> Exercise prompt: What is needed here is an exact repetition of the records below, beginning at the line that has "a normalized client" and stopping after the line that has "the part of".
+--
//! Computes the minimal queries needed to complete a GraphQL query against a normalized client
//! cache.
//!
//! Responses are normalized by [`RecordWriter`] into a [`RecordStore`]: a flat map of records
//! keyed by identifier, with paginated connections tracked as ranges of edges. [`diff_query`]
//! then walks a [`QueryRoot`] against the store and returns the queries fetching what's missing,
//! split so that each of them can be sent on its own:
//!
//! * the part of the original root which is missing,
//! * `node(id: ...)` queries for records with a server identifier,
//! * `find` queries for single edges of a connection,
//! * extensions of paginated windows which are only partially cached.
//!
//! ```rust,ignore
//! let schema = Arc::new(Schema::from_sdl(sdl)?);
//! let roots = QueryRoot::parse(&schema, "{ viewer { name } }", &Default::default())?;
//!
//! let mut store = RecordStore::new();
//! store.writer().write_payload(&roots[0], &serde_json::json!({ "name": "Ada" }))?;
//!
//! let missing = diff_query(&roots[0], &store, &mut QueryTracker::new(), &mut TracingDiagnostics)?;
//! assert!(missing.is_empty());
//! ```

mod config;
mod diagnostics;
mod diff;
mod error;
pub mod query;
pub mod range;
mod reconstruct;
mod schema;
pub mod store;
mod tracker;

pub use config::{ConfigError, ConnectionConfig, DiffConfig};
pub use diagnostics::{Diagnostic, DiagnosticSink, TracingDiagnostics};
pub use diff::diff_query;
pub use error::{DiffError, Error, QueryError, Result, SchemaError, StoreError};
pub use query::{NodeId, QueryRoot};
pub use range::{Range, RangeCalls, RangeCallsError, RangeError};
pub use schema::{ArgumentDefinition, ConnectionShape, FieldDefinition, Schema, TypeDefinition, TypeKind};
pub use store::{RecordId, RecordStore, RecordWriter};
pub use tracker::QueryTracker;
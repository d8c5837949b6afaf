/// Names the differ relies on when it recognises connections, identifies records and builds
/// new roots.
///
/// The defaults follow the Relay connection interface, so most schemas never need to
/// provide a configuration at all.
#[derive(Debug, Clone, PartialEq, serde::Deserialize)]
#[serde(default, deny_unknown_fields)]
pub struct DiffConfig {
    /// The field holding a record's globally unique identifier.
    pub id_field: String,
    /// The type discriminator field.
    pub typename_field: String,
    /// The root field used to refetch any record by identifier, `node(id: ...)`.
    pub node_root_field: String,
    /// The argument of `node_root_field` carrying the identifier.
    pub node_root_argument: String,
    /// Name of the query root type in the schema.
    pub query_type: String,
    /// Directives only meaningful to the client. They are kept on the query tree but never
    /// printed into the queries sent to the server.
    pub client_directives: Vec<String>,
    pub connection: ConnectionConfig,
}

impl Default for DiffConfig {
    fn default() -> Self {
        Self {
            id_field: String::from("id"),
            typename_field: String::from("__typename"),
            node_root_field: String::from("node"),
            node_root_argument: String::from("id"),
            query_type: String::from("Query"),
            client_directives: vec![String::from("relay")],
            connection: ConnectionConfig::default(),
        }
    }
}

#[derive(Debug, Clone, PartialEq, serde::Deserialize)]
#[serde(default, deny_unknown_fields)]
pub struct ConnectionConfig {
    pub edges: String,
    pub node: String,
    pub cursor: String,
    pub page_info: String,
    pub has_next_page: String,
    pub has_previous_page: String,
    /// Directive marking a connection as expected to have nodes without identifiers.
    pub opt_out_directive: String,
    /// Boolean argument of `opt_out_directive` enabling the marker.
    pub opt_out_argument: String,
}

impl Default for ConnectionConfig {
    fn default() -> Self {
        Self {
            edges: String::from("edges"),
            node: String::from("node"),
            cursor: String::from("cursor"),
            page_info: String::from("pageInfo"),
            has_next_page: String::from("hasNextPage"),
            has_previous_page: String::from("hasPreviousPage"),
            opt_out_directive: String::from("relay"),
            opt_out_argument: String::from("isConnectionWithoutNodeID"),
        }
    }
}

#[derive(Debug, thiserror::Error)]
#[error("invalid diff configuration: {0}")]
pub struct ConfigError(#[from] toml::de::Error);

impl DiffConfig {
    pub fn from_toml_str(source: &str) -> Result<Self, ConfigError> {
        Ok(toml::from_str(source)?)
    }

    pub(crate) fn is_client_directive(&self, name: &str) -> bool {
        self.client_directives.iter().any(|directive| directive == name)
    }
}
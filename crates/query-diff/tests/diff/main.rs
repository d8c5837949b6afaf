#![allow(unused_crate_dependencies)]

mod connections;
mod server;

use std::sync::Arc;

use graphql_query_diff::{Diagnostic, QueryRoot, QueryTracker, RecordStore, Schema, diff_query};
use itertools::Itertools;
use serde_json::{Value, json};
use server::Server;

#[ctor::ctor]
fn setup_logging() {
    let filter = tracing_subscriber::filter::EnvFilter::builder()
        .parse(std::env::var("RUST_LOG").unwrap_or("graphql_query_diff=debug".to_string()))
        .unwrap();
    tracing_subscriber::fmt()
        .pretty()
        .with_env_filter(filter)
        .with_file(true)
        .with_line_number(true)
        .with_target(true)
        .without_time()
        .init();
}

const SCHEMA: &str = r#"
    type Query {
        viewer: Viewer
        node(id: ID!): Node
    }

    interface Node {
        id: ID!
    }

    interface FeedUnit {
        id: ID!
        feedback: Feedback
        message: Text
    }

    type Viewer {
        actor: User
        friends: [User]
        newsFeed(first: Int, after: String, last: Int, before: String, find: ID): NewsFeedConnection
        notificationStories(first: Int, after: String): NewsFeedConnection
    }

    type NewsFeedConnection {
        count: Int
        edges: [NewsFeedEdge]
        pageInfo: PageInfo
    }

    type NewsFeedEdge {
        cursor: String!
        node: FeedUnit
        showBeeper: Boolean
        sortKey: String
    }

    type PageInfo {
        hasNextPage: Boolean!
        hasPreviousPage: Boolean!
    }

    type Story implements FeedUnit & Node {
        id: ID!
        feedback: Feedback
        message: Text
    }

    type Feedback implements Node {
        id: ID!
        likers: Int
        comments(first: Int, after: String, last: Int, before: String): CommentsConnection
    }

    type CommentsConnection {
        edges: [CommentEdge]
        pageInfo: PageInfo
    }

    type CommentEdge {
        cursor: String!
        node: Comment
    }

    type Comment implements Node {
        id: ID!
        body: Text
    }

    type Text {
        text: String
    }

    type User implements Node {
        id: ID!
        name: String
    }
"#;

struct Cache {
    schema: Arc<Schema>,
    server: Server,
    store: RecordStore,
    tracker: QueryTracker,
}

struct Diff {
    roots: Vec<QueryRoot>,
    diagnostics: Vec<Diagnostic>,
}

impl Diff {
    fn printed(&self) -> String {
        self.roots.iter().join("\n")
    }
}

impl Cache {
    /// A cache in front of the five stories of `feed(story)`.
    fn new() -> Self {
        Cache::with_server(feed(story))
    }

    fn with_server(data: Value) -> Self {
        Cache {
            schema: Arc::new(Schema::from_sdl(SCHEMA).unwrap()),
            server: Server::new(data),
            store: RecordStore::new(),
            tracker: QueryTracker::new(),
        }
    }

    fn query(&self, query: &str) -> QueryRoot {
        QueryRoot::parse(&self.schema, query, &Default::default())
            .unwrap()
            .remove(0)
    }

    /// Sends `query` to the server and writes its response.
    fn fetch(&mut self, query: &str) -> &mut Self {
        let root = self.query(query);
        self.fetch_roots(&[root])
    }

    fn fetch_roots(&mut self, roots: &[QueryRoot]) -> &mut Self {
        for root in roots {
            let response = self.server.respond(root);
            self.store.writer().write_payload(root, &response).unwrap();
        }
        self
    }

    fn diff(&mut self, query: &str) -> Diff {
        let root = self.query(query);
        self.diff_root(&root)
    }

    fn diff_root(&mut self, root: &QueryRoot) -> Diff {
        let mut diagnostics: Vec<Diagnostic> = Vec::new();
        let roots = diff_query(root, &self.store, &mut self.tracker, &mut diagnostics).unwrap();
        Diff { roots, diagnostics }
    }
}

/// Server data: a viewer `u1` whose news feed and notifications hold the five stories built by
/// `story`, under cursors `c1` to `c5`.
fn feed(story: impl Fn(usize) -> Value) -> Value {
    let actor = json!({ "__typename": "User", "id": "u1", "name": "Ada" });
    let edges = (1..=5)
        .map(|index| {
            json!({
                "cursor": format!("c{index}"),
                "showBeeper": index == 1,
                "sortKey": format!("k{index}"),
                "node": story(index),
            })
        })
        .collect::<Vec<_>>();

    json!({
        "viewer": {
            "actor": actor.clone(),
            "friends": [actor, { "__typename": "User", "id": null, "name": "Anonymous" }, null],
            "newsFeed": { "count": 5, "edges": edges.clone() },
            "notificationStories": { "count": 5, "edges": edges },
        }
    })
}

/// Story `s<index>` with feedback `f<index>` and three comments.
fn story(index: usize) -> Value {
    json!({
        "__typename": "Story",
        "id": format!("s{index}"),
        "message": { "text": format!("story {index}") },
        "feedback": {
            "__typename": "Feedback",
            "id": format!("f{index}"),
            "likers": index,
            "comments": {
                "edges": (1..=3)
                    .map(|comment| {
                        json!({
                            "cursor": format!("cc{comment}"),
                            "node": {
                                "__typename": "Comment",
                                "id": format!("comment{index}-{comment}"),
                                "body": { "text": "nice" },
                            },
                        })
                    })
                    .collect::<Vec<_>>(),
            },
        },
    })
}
+--
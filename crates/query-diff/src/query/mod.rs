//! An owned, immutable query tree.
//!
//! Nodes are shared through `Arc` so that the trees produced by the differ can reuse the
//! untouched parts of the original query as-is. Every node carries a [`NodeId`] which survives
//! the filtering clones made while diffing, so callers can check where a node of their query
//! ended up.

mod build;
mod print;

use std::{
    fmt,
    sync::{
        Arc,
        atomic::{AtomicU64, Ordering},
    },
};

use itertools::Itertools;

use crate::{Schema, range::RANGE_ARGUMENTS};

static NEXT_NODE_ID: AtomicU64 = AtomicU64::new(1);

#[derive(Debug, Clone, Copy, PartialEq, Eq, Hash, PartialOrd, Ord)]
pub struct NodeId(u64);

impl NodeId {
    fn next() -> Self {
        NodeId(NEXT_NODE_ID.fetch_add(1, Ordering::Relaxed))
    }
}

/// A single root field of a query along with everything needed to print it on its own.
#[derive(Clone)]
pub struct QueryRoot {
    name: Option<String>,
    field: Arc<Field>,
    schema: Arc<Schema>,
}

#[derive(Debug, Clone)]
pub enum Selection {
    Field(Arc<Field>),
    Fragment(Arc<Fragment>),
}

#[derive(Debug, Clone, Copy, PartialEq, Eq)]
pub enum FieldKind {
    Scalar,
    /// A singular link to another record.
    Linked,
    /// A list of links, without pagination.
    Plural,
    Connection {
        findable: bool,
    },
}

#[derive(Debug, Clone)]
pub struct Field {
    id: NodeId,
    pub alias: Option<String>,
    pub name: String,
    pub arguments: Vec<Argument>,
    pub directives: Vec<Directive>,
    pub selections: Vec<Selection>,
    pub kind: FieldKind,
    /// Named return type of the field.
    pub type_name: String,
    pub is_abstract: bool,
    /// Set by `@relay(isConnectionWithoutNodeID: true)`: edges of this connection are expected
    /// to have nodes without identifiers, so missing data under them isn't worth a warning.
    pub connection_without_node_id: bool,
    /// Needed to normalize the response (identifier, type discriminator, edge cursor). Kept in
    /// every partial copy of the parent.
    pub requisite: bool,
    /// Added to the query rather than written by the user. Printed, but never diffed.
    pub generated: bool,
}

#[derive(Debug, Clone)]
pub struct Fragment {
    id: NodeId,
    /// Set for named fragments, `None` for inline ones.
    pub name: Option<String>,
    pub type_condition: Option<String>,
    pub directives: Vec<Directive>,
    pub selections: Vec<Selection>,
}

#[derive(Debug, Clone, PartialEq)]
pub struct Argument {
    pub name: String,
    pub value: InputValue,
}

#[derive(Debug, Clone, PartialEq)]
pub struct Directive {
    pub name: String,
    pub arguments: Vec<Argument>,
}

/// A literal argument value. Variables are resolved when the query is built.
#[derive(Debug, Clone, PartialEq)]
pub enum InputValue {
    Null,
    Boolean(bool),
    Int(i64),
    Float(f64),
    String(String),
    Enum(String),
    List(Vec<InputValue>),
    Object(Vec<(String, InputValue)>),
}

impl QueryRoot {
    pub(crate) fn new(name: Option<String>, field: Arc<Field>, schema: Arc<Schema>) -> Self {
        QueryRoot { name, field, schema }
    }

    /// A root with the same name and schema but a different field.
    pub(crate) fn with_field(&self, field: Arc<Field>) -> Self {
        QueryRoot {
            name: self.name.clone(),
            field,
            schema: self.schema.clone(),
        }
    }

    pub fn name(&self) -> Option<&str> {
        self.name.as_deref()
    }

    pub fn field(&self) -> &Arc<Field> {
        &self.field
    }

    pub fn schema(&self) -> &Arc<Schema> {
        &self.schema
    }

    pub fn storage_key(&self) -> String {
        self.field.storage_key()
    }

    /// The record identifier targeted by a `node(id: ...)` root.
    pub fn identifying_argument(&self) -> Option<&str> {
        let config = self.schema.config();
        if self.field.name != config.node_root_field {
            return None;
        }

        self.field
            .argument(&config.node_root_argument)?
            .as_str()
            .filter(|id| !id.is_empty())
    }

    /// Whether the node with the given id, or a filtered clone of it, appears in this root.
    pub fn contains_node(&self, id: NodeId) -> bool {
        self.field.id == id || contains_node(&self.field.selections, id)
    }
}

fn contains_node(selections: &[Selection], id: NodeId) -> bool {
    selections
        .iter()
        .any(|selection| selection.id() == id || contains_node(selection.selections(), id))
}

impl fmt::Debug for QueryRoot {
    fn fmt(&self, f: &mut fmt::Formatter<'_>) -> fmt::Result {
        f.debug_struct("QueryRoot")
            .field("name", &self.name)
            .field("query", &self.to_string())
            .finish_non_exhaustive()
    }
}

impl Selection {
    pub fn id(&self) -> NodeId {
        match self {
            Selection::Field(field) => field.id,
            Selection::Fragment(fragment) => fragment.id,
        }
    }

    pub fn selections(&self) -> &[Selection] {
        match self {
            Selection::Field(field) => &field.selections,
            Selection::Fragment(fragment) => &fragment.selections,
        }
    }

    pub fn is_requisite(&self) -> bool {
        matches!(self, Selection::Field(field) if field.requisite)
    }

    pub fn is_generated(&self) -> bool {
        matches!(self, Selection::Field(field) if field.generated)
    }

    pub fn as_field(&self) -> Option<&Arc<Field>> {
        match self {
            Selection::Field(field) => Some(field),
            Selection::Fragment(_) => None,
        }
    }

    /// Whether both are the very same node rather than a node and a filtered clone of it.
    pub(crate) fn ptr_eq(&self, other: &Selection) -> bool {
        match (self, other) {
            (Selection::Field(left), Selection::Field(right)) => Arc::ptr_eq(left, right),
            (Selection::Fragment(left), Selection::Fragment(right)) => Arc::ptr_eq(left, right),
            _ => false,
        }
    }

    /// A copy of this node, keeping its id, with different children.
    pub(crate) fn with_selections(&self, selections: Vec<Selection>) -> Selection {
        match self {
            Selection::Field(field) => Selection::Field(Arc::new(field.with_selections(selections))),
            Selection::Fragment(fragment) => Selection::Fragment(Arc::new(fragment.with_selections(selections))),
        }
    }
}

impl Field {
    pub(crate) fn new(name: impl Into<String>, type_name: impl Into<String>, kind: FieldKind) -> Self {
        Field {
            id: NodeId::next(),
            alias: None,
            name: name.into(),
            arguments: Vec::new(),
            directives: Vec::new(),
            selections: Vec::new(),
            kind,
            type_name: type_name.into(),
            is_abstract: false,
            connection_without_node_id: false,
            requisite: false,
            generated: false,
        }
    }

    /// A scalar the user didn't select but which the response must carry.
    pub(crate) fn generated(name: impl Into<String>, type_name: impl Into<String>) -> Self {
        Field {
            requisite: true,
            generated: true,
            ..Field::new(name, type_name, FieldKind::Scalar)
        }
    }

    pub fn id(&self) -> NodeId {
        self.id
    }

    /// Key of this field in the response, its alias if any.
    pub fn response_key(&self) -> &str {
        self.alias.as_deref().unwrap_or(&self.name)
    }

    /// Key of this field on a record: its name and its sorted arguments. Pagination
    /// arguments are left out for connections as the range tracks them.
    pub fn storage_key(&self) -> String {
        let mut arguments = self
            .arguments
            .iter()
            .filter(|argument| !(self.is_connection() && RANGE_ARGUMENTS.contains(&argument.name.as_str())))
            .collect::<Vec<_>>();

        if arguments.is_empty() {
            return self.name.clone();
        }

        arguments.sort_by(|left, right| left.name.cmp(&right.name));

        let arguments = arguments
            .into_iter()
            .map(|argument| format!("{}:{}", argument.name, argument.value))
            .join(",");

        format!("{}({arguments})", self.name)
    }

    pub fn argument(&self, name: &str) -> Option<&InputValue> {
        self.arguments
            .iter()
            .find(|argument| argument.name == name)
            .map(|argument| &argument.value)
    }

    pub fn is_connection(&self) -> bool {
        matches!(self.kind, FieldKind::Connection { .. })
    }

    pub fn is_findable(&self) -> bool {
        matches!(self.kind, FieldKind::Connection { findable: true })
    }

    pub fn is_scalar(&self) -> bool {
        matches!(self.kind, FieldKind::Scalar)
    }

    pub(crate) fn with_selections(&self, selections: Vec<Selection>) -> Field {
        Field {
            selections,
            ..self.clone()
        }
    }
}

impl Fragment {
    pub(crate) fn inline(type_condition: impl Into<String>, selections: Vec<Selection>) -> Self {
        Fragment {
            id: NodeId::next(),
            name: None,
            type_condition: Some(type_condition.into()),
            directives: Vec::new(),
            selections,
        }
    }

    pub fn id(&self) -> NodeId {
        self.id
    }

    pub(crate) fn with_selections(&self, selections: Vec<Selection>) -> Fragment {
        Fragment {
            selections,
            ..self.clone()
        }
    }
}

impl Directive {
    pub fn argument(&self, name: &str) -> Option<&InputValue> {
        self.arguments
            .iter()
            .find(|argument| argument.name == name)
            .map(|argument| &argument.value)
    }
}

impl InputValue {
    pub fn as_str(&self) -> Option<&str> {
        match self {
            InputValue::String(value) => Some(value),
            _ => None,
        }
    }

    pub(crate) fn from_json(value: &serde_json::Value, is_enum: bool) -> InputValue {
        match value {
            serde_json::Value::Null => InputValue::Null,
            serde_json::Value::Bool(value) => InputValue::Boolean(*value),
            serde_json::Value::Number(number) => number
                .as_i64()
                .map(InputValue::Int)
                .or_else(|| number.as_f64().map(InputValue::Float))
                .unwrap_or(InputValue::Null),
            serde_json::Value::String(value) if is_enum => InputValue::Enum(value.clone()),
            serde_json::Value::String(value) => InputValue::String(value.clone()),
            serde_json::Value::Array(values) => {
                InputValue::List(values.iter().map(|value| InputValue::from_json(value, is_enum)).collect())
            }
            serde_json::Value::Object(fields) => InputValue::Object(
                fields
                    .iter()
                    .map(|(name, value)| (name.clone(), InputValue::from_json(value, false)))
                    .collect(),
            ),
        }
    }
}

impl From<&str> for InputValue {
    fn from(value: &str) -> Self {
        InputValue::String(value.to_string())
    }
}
+--
> Written answer:
//! Computes the minimal queries needed to complete a GraphQL query against a normalized client
//! cache.
//!
//! Responses are normalized by [`RecordWriter`] into a [`RecordStore`]: a flat map of records
//! keyed by identifier, with paginated connections tracked as ranges of edges. [`diff_query`]
//! then walks a [`QueryRoot`] against the store and returns the queries fetching what's missing,
//! split so that each of them can be sent on its own:
//!
//! * the part of the original root which is missing,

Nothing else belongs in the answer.